The Energy Storage Landscape / Picking the Right Tool for the Job

Taking a look inside the Energy Storage Toolkit: Ed Porter writes for Energy Storage News

Invinity Business Development Director, Ed Porter recently wrote a guest blog for Energy Storage News looking at some energy storage technology options available and comparing across these different solutions (flow battery, lithium-ion, hydrogen etc.) to find the applications each are optimal for.  

Check out the excerpt below or read the full article here

No “one-size-fits-all” in energy storage

Energy generation has never been a single technology market. Gas, coal, nuclear, hydro, solar and wind all make a significant contribution to our global generation capacity, and each play different roles based on their specific characteristics. The energy storage market is no different. I don’t believe there will be a ‘one size fits all’ technology solution, given the wide variety of technical requirements and market designs that allow grids to operate effectively.

Approaching the roles that storage can play with a single technology would be like leaving your toolkit at home and turning up to a DIY job with just a hammer – it’s capable of a great many things, but it really isn’t the best tool to paint the bedroom with.

Instead of a one-size-fits all situation, I believe the future will see a segmentation in the energy storage market, driven by myriad factors including; technology type, age, warranty limitations, control systems, financing structures and operating strategies. The technical and economic factors driving this segmentation will necessitate different storage products for different applications; once deployed, a further segmentation for dispatch will evolve.

Curtailment & Flexibility: Huge opportunities for stationary energy storage

I see two broad opportunities for energy storage

Firstly, to take advantage of renewable curtailment in high penetration grids, which is already happening in places like California. Put simply, where the continuing deployment of ultra-low cost solar or wind assets means excess energy is frequently available, certain storage technologies can particularly benefit by storing energy at very low cost.

The key characteristic here is the ability to shift large volumes of energy over weeks or months. The low number of cycles means that the solution must be extremely inexpensive to build, but can have a higher cost-per-cycle (including efficiency losses); storage technologies in this space such as, “power-to-x” technologies like hydrogen or compressed air storage will have an important role.

Batteries are also well-placed to take advantage of this opportunity, though more likely in shifting energy through hours and days rather than weeks. Moreover, because they can be easily sited, batteries are more likely to be deployed to solve curtailment issues, particularly behind the meter and on off-grid sites.

The differentiation between individual technologies – lithium versus flow, for example – will depend on the characteristics of those solutions, with lithium likely to dominate at lower cycle frequencies where capex and efficiency are the most important factors, and flow being dominant where cycle capacity and lowest per-kWh-delivered costs are most important. For front-of-the-meter projects, flow will be dispatched on a higher throughput strategy, with lithium serving the higher power, lower throughput portions of the energy storage merit order dispatch.

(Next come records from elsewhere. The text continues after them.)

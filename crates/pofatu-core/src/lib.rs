//! Building Pofatu entities from the workbook sheets.
//!
//! [`Dataset`] ties together a repository directory, the errata tables and
//! the build options. Each of its operations reads one sheet and turns the
//! rows into model records:
//!
//! - **Contributions / references**: data source sheet, grouped by dataset code
//! - **Methods**: methodological metadata sheet, grouped by code and parameter
//! - **Samples**: sample metadata sheet, one sample per unique id
//! - **Analyses**: compositional data sheet, merged per sample and method and
//!   built lazily by [`AnalysisIter`]
//!
//! # Example
//!
//! ```ignore
//! use pofatu_core::{BuildOptions, Dataset};
//! use pofatu_standards::Errata;
//!
//! let dataset = Dataset::new("pofatu-data")
//!     .with_errata(Errata::builtin()?)
//!     .with_options(BuildOptions::strict());
//! let samples = dataset.samples()?;
//! let methods = dataset.methods()?;
//! for analysis in dataset.analyses(&samples, &methods)? {
//!     println!("{}", analysis?.id);
//! }
//! ```

mod analyses;
mod dataset;
mod error;
mod fields;
mod methods;
mod options;
mod samples;
mod snapshot;
mod sources;

pub use analyses::{AnalysisIter, CompositionalGroup, MergeSummary, collect_conflicts};
pub use dataset::Dataset;
pub use error::{BuildError, Result};
pub use options::BuildOptions;
pub use snapshot::{DatasetSnapshot, SnapshotCounts};
//! Tests for pofatu-model types.

use pofatu_model::{
    Analysis, Artefact, Location, Measurement, Sample, SampleCategory, Site, Term,
};

fn sample() -> Sample {
    Sample {
        id: "S1".to_string(),
        name: Some("HAKAEA-3".to_string()),
        category: Some(SampleCategory::Artefact),
        comment: None,
        petrography: None,
        source_id: Some("Sinton-1997-Database".to_string()),
        analyzed_material_1: Term::Known("Whole rock"),
        analyzed_material_2: Term::Empty,
        location: Location {
            loc1: Some("Marquesas".to_string()),
            loc2: Some("Nuku Hiva".to_string()),
            loc3: Some("Hatiheu".to_string()),
            latitude: Some(-8.8251),
            longitude: Some(-140.0932),
            ..Location::default()
        },
        artefact: Artefact {
            id: Some("A-12".to_string()),
            name: None,
            category: Term::Known("ADZE"),
            attributes: Term::Unrecognized("Chipped".to_string()),
            comment: None,
            source_ids: vec!["Allen-2010-Marquesas".to_string()],
            collection_type: Term::Empty,
            collector: None,
            collection_comment: None,
        },
        site: Site {
            name: Some("Hatiheu".to_string()),
            code: Some("NH-1".to_string()),
            context: Term::Known("DOMESTIC"),
            comment: None,
            stratigraphic_position: None,
            stratigraphy_comment: None,
            source_ids: vec!["Allen-2010-Marquesas".to_string()],
        },
    }
}

#[test]
fn sample_serializes_terms_as_plain_values() {
    let json = serde_json::to_value(sample()).expect("serialize sample");
    assert_eq!(json["category"], "ARTEFACT");
    assert_eq!(json["analyzed_material_1"], "Whole rock");
    assert!(json["analyzed_material_2"].is_null());
    assert_eq!(json["artefact"]["attributes"], "Chipped");
    assert_eq!(json["location"]["latitude"], -8.8251);
}

#[test]
fn sample_citation_keys_in_sheet_order() {
    let sample = sample();
    let keys: Vec<&str> = sample.citation_keys().collect();
    assert_eq!(
        keys,
        vec![
            "Sinton-1997-Database",
            "Allen-2010-Marquesas",
            "Allen-2010-Marquesas"
        ]
    );
}

#[test]
fn location_display_name() {
    insta::assert_snapshot!(
        sample().location.name(),
        @"Marquesas / Nuku Hiva / Hatiheu (-8.8251, -140.0932, -)"
    );
}

#[test]
fn analysis_collects_measurements_in_order() {
    let mut analysis = Analysis::new("S1", "Sinton-1997-Database_A");
    analysis
        .add_measurement(Measurement::new("SiO2 [wt%]", 45.2))
        .expect("first");
    analysis
        .add_measurement(
            Measurement::new("Rb [ppm]", 2.0)
                .with_less(true)
                .with_method(Some("sinton1997databasea_rb".to_string())),
        )
        .expect("second");
    let rendered: Vec<String> = analysis
        .measurements
        .iter()
        .map(ToString::to_string)
        .collect();
    assert_eq!(rendered, vec!["45.2", "\u{2264}2.0"]);
    assert_eq!(
        analysis.measurement("Rb [ppm]").and_then(|m| m.method_id.as_deref()),
        Some("sinton1997databasea_rb")
    );
}
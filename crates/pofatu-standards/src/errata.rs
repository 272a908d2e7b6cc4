//! Known data-entry corrections.
//!
//! Lookups never fail: a value without a correction is returned unchanged.

use std::collections::BTreeMap;
use std::path::{Path, PathBuf};

use pofatu_model::normalize_term;
use serde::{Deserialize, Serialize};
use tracing::debug;

use crate::error::{Result, StandardsError};

/// Errata document shipped with the crate.
pub const BUILTIN_ERRATA: &str = include_str!("../data/errata.toml");

/// A sample-name correction that only applies to rows citing `source_id`.
#[derive(Debug, Clone, PartialEq, Eq, Deserialize, Serialize)]
pub struct ScopedSampleName {
    pub source_id: String,
    pub name: String,
    pub replacement: String,
}

#[derive(Debug, Clone, Default, PartialEq, Eq, Deserialize, Serialize)]
#[serde(default)]
pub struct Errata {
    pub version: Option<String>,
    /// Citation keys as written in the sheets.
    pub citation_keys: BTreeMap<String, String>,
    /// Keys as stored in the BibTeX file.
    pub keys_in_bib: BTreeMap<String, String>,
    pub sample_ids: BTreeMap<String, String>,
    pub sample_names: BTreeMap<String, String>,
    pub scoped_sample_names: Vec<ScopedSampleName>,
    /// Misspelled vocabulary value to canonical term.
    pub vocabulary: BTreeMap<String, String>,
}

impl Errata {
    /// Parses the built-in errata.
    pub fn builtin() -> Result<Self> {
        Self::from_toml_str(BUILTIN_ERRATA, Path::new("<builtin errata>"))
    }

    /// Loads an errata file, replacing the built-in tables entirely.
    pub fn load(path: &Path) -> Result<Self> {
        let text = std::fs::read_to_string(path).map_err(|e| StandardsError::io(path, e))?;
        let errata = Self::from_toml_str(&text, path)?;
        debug!(
            path = %path.display(),
            version = errata.version.as_deref().unwrap_or("-"),
            "loaded errata"
        );
        Ok(errata)
    }

    fn from_toml_str(text: &str, origin: &Path) -> Result<Self> {
        let mut errata: Errata = toml::from_str(text).map_err(|source| StandardsError::Toml {
            path: PathBuf::from(origin),
            source,
        })?;
        errata.vocabulary = errata
            .vocabulary
            .into_iter()
            .map(|(typo, term)| (normalize_term(&typo), term))
            .collect();
        Ok(errata)
    }

    /// Normalizes a citation key found in the sheets.
    pub fn citation_key(&self, raw: &str) -> String {
        let key = raw.trim();
        self.citation_keys
            .get(key)
            .cloned()
            .unwrap_or_else(|| key.to_string())
    }

    /// Normalizes a key read from the bibliography.
    pub fn bib_key(&self, raw: &str) -> String {
        let key = raw.trim();
        self.keys_in_bib
            .get(key)
            .cloned()
            .unwrap_or_else(|| key.to_string())
    }

    pub fn sample_id(&self, raw: &str) -> String {
        let id = raw.trim();
        self.sample_ids
            .get(id)
            .cloned()
            .unwrap_or_else(|| id.to_string())
    }

    /// Corrects a sample name. Corrections scoped to the row's source win
    /// over global ones.
    pub fn sample_name(&self, name: &str, source_id: Option<&str>) -> String {
        if let Some(source_id) = source_id
            && let Some(scoped) = self
                .scoped_sample_names
                .iter()
                .find(|entry| entry.source_id == source_id && entry.name == name)
        {
            return scoped.replacement.clone();
        }
        self.sample_names
            .get(name)
            .cloned()
            .unwrap_or_else(|| name.to_string())
    }

    /// Typo map keyed by normalized misspelling, as expected by
    /// `Vocabulary::classify`.
    pub fn vocabulary_typos(&self) -> &BTreeMap<String, String> {
        &self.vocabulary
    }
}

#[cfg(test)]
mod tests {
    use super::*;

    #[test]
    fn test_builtin_parses() {
        let errata = Errata::builtin().unwrap();
        assert_eq!(errata.citation_key(" Hunt-1998-JPS "), "Hunt-1988-JPS");
        assert_eq!(errata.citation_key("Sinton-1997-Database"), "Sinton-1997-Database");
        assert_eq!(errata.bib_key("Maxwell-2017-HNZPT"), "Hoffmann-2017-HNZPT");
        assert_eq!(
            errata.sample_id("Golitko-2013-Sepik_WNB257/ANU9000"),
            "Golitko-2013-Sepik_WNB257"
        );
    }

    #[test]
    fn test_sample_name_scoping() {
        let errata = Errata::builtin().unwrap();
        assert_eq!(errata.sample_name("Hakaea-#3", None), "HAKAEA-3");
        assert_eq!(
            errata.sample_name("AN-21", Some("Sinton-1997-Database")),
            "AN21"
        );
        assert_eq!(errata.sample_name("AN-21", Some("Other-2000-X")), "AN-21");
        assert_eq!(errata.sample_name("AN-21", None), "AN-21");
    }

    #[test]
    fn test_vocabulary_keys_are_normalized() {
        let errata =
            Errata::from_toml_str("[vocabulary]\n\"adze  prefrom\" = \"ADZE PREFORM\"\n", Path::new("t"))
                .unwrap();
        assert_eq!(
            errata.vocabulary_typos().get("ADZE PREFROM").map(String::as_str),
            Some("ADZE PREFORM")
        );
    }

    #[test]
    fn test_invalid_toml_reports_origin() {
        let err = Errata::from_toml_str("citation_keys = 3", Path::new("bad.toml")).unwrap_err();
        assert!(err.to_string().contains("bad.toml"));
    }
}
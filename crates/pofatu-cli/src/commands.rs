use std::collections::BTreeMap;
use std::io::Write;
use std::path::PathBuf;

use anyhow::{Context, Result};
use pofatu_core::{BuildOptions, Dataset, DatasetSnapshot, MergeSummary, SnapshotCounts};
use pofatu_ingest::{SheetSource, WorkbookFlattener, XlsxFlattener};
use pofatu_standards::{BibliographyIndex, Errata};
use pofatu_validate::{
    CollectingSink, Problem, ProblemSink, TracingSink, ValidationInput, VocabularyDrift, validate,
    vocabulary_drift,
};
use serde::Serialize;
use tracing::{info, info_span, warn};

use crate::cli::{CheckArgs, DumpArgs, EntityArg, SourceArgs};

/// Opens the repository with the errata and options the flags ask for.
pub fn open_dataset(args: &SourceArgs) -> Result<Dataset> {
    let errata = match &args.errata {
        Some(path) => {
            Errata::load(path).with_context(|| format!("load errata {}", path.display()))?
        }
        None => Errata::builtin().context("load built-in errata")?,
    };
    let options = if args.strict {
        BuildOptions::strict()
    } else {
        BuildOptions::default()
    };
    Ok(Dataset::new(args.repos.clone())
        .with_errata(errata)
        .with_options(options))
}

pub fn run_dump(dataset: &Dataset, args: &DumpArgs, out: &mut impl Write) -> Result<()> {
    let snapshot = dataset.load().context("build dataset")?;
    match args.entity {
        EntityArg::All => write_json(out, &snapshot, args.compact)?,
        EntityArg::Contributions => write_json(out, &snapshot.contributions, args.compact)?,
        EntityArg::References => write_json(out, &snapshot.references, args.compact)?,
        EntityArg::Methods => write_json(out, &snapshot.methods, args.compact)?,
        EntityArg::Samples => write_json(out, &snapshot.samples, args.compact)?,
        EntityArg::Analyses => write_json(out, &snapshot.analyses, args.compact)?,
        EntityArg::Measurements => write_measurements(out, &snapshot)?,
    }
    Ok(())
}

fn write_json<T: Serialize + ?Sized>(out: &mut impl Write, value: &T, compact: bool) -> Result<()> {
    if compact {
        serde_json::to_writer(&mut *out, value)?;
    } else {
        serde_json::to_writer_pretty(&mut *out, value)?;
    }
    writeln!(out)?;
    Ok(())
}

fn write_measurements(out: &mut impl Write, snapshot: &DatasetSnapshot) -> Result<()> {
    for analysis in &snapshot.analyses {
        for measurement in &analysis.measurements {
            writeln!(
                out,
                "{}\t{}\t{}\t{}",
                analysis.id,
                measurement.parameter,
                measurement,
                measurement.method_id.as_deref().unwrap_or("-")
            )?;
        }
    }
    Ok(())
}

/// Outcome of `check`.
#[derive(Debug, Clone, Serialize)]
pub struct CheckReport {
    pub problems: Vec<Problem>,
    pub drift: Vec<VocabularyDrift>,
    pub merge: MergeSummary,
    /// Whether the bibliography had any records.
    pub bibliography_checked: bool,
}

impl CheckReport {
    pub fn has_problems(&self) -> bool {
        !self.problems.is_empty()
    }
}

/// Logs each problem and keeps it for the summary.
#[derive(Default)]
struct ReportSink {
    log: TracingSink,
    collected: CollectingSink,
}

impl ProblemSink for ReportSink {
    fn report(&mut self, problem: Problem) {
        self.log.report(problem.clone());
        self.collected.report(problem);
    }
}

pub fn run_check(dataset: &Dataset, args: &CheckArgs) -> Result<CheckReport> {
    let _span = info_span!("check", repos = %dataset.repos().display()).entered();
    let snapshot = dataset.load().context("build dataset")?;
    let bib = load_bibliography(dataset, args.bib.as_ref())?;
    let input = ValidationInput::from_snapshot(&snapshot);

    let problems = if args.fail_fast {
        validate(&input, &bib, None).context("validation failed")?;
        Vec::new()
    } else {
        let mut sink = ReportSink::default();
        let count = validate(&input, &bib, Some(&mut sink)).context("validation failed")?;
        info!(problems = count, "check finished");
        sink.collected.into_problems()
    };

    let drift = match dataset.sheet_vocabularies() {
        Ok(sheet) => vocabulary_drift(&sheet),
        Err(error) => {
            warn!(%error, "vocabularies sheet not compared");
            Vec::new()
        }
    };

    Ok(CheckReport {
        problems,
        drift,
        merge: snapshot.merge,
        bibliography_checked: !bib.is_empty(),
    })
}

fn load_bibliography(dataset: &Dataset, path: Option<&PathBuf>) -> Result<BibliographyIndex> {
    match path {
        Some(path) => BibliographyIndex::load(path, dataset.errata())
            .with_context(|| format!("load bibliography {}", path.display())),
        None => dataset.bibliography().context("load bibliography"),
    }
}

/// Outcome of `stats`.
#[derive(Debug, Clone, Serialize)]
pub struct StatsReport {
    pub counts: SnapshotCounts,
    pub merge: MergeSummary,
    /// Measurements per parameter.
    pub parameters: BTreeMap<String, usize>,
}

pub fn run_stats(dataset: &Dataset) -> Result<StatsReport> {
    let snapshot = dataset.load().context("build dataset")?;
    let parameters = snapshot
        .parameter_counts()
        .into_iter()
        .map(|(name, count)| (name.to_string(), count))
        .collect();
    Ok(StatsReport {
        counts: snapshot.counts(),
        merge: snapshot.merge.clone(),
        parameters,
    })
}

/// Flattens the repository workbook, replacing existing CSV files.
pub fn run_flatten(args: &SourceArgs) -> Result<Vec<PathBuf>> {
    let source = SheetSource::new(args.repos.clone());
    let workbook = source.workbook_path();
    XlsxFlattener
        .flatten(&workbook, &source.csv_dir())
        .with_context(|| format!("flatten {}", workbook.display()))
}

    The second opportunity for energy storage is to replace thermal assets’ role in delivering system stability and flexibility. The range of ancillary services and balancing required is broad in nature and the characteristics of each storage technology will make them suitable for different applications.

    Consider frequency control, for example. There are two distinct but complementary service types that suit different storage technologies:

    – Dynamic regulation applications, which you could think about as a ‘pre-fault’ service, requires high utilisation from your storage asset, meaning constant, dynamic work to keep grid frequency stable. This application is suited for flow batteries, which can support high throughput without degrading.

    – Dynamic containment, on the other hand, could be thought of as a ‘post-fault’ service, and requires bursts in order to correct system frequency. This necessitates assets to be standing by but only called to do so infrequently – an ideal application of lithium-ion batteries.

    Meeting challenges head-on for a net zero future

    For energy storage to help facilitate a net-zero future, there are a number of challenges. For example, there is inherent bias towards current technologies in current markets. Developers, investors, and asset owners are aware new technologies are emerging, but may tend to stick with the technologies they already know which deliver reasonable returns. This is true explicitly because markets don’t evolve in a vacuum; rather, they evolve at the intersection of emerging needs and proven technical capabilities.

    The way forward lies in addressing these challenges head-on. A bias towards current markets can be alleviated by identifying opportunities adjacent to existing markets where new technologies can deliver improved performance, paving the way for new market rules to take advantage of emerging capabilities.

    Simply put, renewables are coming – further and faster than many expected. Energy storage has an initial path to supporting low-cost renewable generation, while maintaining the reliability and cost-efficiency of our current grid. To realise storage’s full potential, a group of solutions based on mature technologies embodying a broad variety of technical characteristics will be required.

    For those developers, regulators, and grid operators who seek to do so, there is no better time to begin adopting the solutions and market-based incentives that will accelerate our path to a clean and profitable future electric grid.